** Records for this exercise follows **

//! # fanout
//!
//! A fixed-size worker pool fed by a single producer over a bounded handoff
//! channel. The producer streams tokens from an [`ItemSource`]; `n` workers
//! pull them, apply a [`Filter`], and record matches in a [`Tally`]; the
//! [`Coordinator`] waits on the completion barrier and reports the count and
//! the elapsed wall-clock time.
//!
//! ```text
//! ItemSource -> producer -> handoff channel -> n workers -> Tally -> Report
//! ```
//!
//! ## Guarantees
//!
//! - Every item is delivered to exactly one worker.
//! - The reported count equals the number of matching items, for any worker
//!   count and any [`TallyMode`].
//! - Workers only observe end-of-stream after every item sent before the close
//!   has been drained.
//! - The tally is read only after every worker has returned.
//! - A source that cannot be read fails the run; it never yields a count.
//!
//! ## Example
//!
//! ```
//! use fanout::{Contains, Coordinator, PoolConfig};
//!
//! # #[tokio::main(flavor = "current_thread")]
//! # async fn main() -> fanout::Result<()> {
//! let words = vec!["whale", "ship", "whaling", "sea", "whal"];
//! let report = Coordinator::new(PoolConfig::with_workers(4))?
//!     .execute(words, Contains::new("whal"))
//!     .await?;
//!
//! assert_eq!(report.matched, 3);
//! # Ok(())
//! # }
//! ```
//!
//! ## Features
//!
//! - `tracing`: Emits `tracing` events and spans for the run lifecycle.
//! - `serde`: Derives `Serialize`/`Deserialize` for configuration and report
//!   types.

mod config;
mod coordinator;
mod error;
mod filter;
pub mod handoff;
pub mod pool;
pub mod producer;
mod source;
mod tally;
mod work;


pub use crate::config::*;
pub use crate::coordinator::*;
pub use crate::error::*;
pub use crate::filter::*;
pub use crate::handoff::{HandoffReceiver, HandoffSender, Received};
pub use crate::pool::{WorkerExit, WorkerFailure, WorkerSummary};
pub use crate::source::*;
pub use crate::tally::*;
pub use crate::work::*;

** End of Records for this exercise **

Please output exactly the lines between the one holding "has been drained." and the one holding "pub mod pool;" in the records above, inclusive, and nothing more.

* **Answer section**
//!   has been drained.
//! - The tally is read only after every worker has returned.
//! - A source that cannot be read fails the run; it never yields a count.
//!
//! ## Example
//!
//! ```
//! use fanout::{Contains, Coordinator, PoolConfig};
//!
//! # #[tokio::main(flavor = "current_thread")]
//! # async fn main() -> fanout::Result<()> {
//! let words = vec!["whale", "ship", "whaling", "sea", "whal"];
//! let report = Coordinator::new(PoolConfig::with_workers(4))?
//!     .execute(words, Contains::new("whal"))
//!     .await?;
//!
//! assert_eq!(report.matched, 3);
//! # Ok(())
//! # }
//! ```
//!
//! ## Features
//!
//! - `tracing`: Emits `tracing` events and spans for the run lifecycle.
//! - `serde`: Derives `Serialize`/`Deserialize` for configuration and report
//!   types.

mod config;
mod coordinator;
mod error;
mod filter;
pub mod handoff;
pub mod pool;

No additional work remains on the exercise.